I motivi per il passaggio alla statina da banco sono essenzialmente due. Uno è di ordine generale: la prevenzione delle malattie a larghissima diffusione sfugge in qualche modo ai servizi sanitari pubblici, che non possono per ragioni economiche e organizzative seguire tutti coloro che ne avrebbero bisogno e, dunque, l'autogestione può essere una risposta. L'altro motivo, che è molto statunitense, è che parecchi di coloro che hanno un rischio cardiovascolare intermedio non hanno una copertura assicurativa e anche coloro che ce l'hanno non è detto che ottengano la prescrizione di questi farmaci e, si può aggiungere, con la statina da banco si risparmierebbe il costo della visita per la ripetizione della prescrizione. Però la questione non è così semplice e lo ricorda molto dettagliatamente un editoriale del New England Journal of Medicine. A deporre contro questa innovazione, peraltro già bocciata tre volte dalla commissione ad hoc della Food and Drug Administration, concorrono diversi fattori. Alcuni sono di natura epidemiologica e clinica. Per esempio, le persone a basso rischio individuate come utenza preferenziale hanno una possibilità del 5-10% di sviluppare un ischemia miocardica o un infarto nell'arco di 10 anni; con la statina da banco si ridurrebbe il rischio al 3,5-7%, cioè un guadagno limitato a fronte del quale anche i contenuti effetti indesiderati delle statine assumono una certa rilevanza. Infatti, negli studi clinici controllati, la lovastatina aveva mostrato di ridurre il rischio del 30%.
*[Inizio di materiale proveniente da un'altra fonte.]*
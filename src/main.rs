use anyhow::{anyhow, bail, Context, Result};
use finance_tracker::{
    init_tracing, AppConfig, CategorizationEngine, CategorizationRequest, CategorizationResult,
    TransactionKind, UserCategory,
};
use serde::{Deserialize, Serialize};
use std::env;
use std::path::Path;

const USAGE: &str = "Usage:
  finance-tracker categorize <income|expense> <description> [category,category,...]
  finance-tracker batch <input.csv> <output.csv>
  finance-tracker labels <income|expense>";

fn main() -> Result<()> {
    let config = AppConfig::from_env();
    init_tracing(&config.log_filter);

    let args: Vec<String> = env::args().collect();
    let engine = config.build_engine()?;

    match args.get(1).map(String::as_str) {
        Some("categorize") => run_categorize(&engine, &args[2..]),
        Some("batch") => run_batch(&engine, &args[2..]),
        Some("labels") => run_labels(&engine, &args[2..]),
        _ => {
            eprintln!("{}", USAGE);
            std::process::exit(2);
        }
    }
}

fn parse_kind(raw: Option<&String>) -> Result<TransactionKind> {
    let raw = raw.ok_or_else(|| anyhow!("missing transaction type\n{}", USAGE))?;
    Ok(raw.parse::<TransactionKind>()?)
}

/// Caller categories from a comma-separated list, or the dictionary defaults
fn candidates(engine: &CategorizationEngine, kind: TransactionKind, list: Option<&String>) -> Vec<UserCategory> {
    match list {
        Some(list) => UserCategory::from_names(
            list.split(',').map(str::trim).filter(|name| !name.is_empty()),
            kind,
        ),
        None => UserCategory::from_names(engine.dictionary().default_categories(kind), kind),
    }
}

fn run_categorize(engine: &CategorizationEngine, args: &[String]) -> Result<()> {
    let kind = parse_kind(args.first())?;
    let description = args
        .get(1)
        .ok_or_else(|| anyhow!("missing description\n{}", USAGE))?;

    let request = CategorizationRequest::new(description.as_str(), kind, candidates(engine, kind, args.get(2)));
    let result = engine.categorize(&request)?;

    println!("Category:     {}", result.category);
    println!("Confidence:   {:.2}", result.confidence);
    if !result.alternatives.is_empty() {
        println!("Alternatives: {}", result.alternatives.join(", "));
    }

    Ok(())
}

fn run_labels(engine: &CategorizationEngine, args: &[String]) -> Result<()> {
    let kind = parse_kind(args.first())?;

    for set in engine.dictionary().lookup(kind) {
        println!("{}: {}", set.label, set.keywords.join(", "));
    }

    Ok(())
}

#[derive(Debug, Deserialize)]
struct BatchRow {
    description: String,
    #[serde(rename = "type")]
    kind: String,
}

#[derive(Debug, Serialize)]
struct BatchOutput {
    description: String,
    #[serde(rename = "type")]
    kind: TransactionKind,
    category: String,
    confidence: f64,
    alternatives: String,
}

fn run_batch(engine: &CategorizationEngine, args: &[String]) -> Result<()> {
    let (input, output) = match args {
        [input, output, ..] => (Path::new(input), Path::new(output)),
        _ => bail!("batch needs an input and an output file\n{}", USAGE),
    };

    let count = categorize_csv(engine, input, output)?;
    println!("✓ Categorized {} transactions → {}", count, output.display());

    Ok(())
}

/// Read `description,type` rows, write them back with the suggested category.
/// Rows with a blank description or unknown type are skipped with a warning.
fn categorize_csv(engine: &CategorizationEngine, input: &Path, output: &Path) -> Result<usize> {
    let mut reader = csv::Reader::from_path(input)
        .with_context(|| format!("Failed to open CSV file {:?}", input))?;
    let mut writer = csv::Writer::from_path(output)
        .with_context(|| format!("Failed to create CSV file {:?}", output))?;

    let mut written = 0;

    for (line, row) in reader.deserialize::<BatchRow>().enumerate() {
        let row = row.with_context(|| format!("Failed to read row {}", line + 1))?;

        let kind = match row.kind.parse::<TransactionKind>() {
            Ok(kind) => kind,
            Err(err) => {
                tracing::warn!(row = line + 1, error = %err, "skipping row");
                continue;
            }
        };

        let request = CategorizationRequest::new(row.description.as_str(), kind, candidates(engine, kind, None));
        let CategorizationResult {
            category,
            confidence,
            alternatives,
        } = match engine.categorize(&request) {
            Ok(result) => result,
            Err(err) => {
                tracing::warn!(row = line + 1, error = %err, "skipping row");
                continue;
            }
        };

        writer.serialize(BatchOutput {
            description: row.description,
            kind,
            category,
            confidence,
            alternatives: alternatives.join("|"),
        })?;
        written += 1;
    }

    writer.flush()?;
    Ok(written)
}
Capire se e quando serve il farmaco


C'è poi da considerare che per il passaggio di un farmaco alla vendita senza ricetta è fondamentale che il singolo sia in grado di capire se il singolo farmaco fa al caso suo e mentre è facile per tutti capire se si ha il raffreddore o il mal di testa, non altrettanto intuitivo è il concetto di rischio cardiovascolare. Tanto è vero che i soli nuovi studi che negli Stati Uniti vengono richiesti ai produttori riguardano proprio la capacità del pubblico di comprendere sulla base del foglietto illustrativo se lui ha bisogno o meno del farmaco. Per inciso, quelli condotti sul foglietto della statina non hanno avuto risultati incoraggianti: anche tra i volontari che hanno partecipato agli studi sulla comprensione e il corretto impiego, che sono comunque più acculturate della popolazione generale, meno della metà ha stabilito correttamente se aveva bisogno realmente del farmaco. Il 30% circa aveva un rischio ancora inferiore al 5%, mentre il 24% aveva un rischio superiore al 20%, aveva già avuto un infarto oppure era diabetica. Insomma: situazioni che richiedono ben altri interventi.Già così la situazione pare abbastanza sfavorevole, ma vi sono altri aspetti da considerare. Per esempio: controllare l'evoluzione del rischio cardiovascolare richiede un monitoraggi abbastanza assiduo, aggiustamenti dei dosaggi e anche cambiamenti di principio attivo, cioè un contorno che esula dallo scenario dell'automedicazione. In definitiva, c'è il rischio che si curi troppo chi non ne ha tutto questo bisogno e si curi poco chi invece richiede un trattamento aggressivo.
In fine c'è l'immancabile questione commercial-pubblicitaria. L'editoriale del New England fa presente che il controllo della FDa sulla pubblicità dell'OTC è ben scarso, in quanto la verifica della correttezza spetta all Federal Trade Commission, una sorta di garante della concorrenza. In questa situazione, il rischio che si passi ai messaggi trionfalistici è forte. Accade persino nella pubblicità dei farmaci su prescrizione, che negli Stati Uniti è permessa, e teoricamente subisce un vaglio stretto. Secondo aspetto: queste spinte allo switch della statina vengono in un momento in cui i brevetti vanno a scadere e quindi bisogna trovare nuove forme per mantenere la redditività del farmaco. In un modo o nell'altro, sembra che i tempi non siano ancora maturi per questo passaggio e non si tratta soltanto di statine.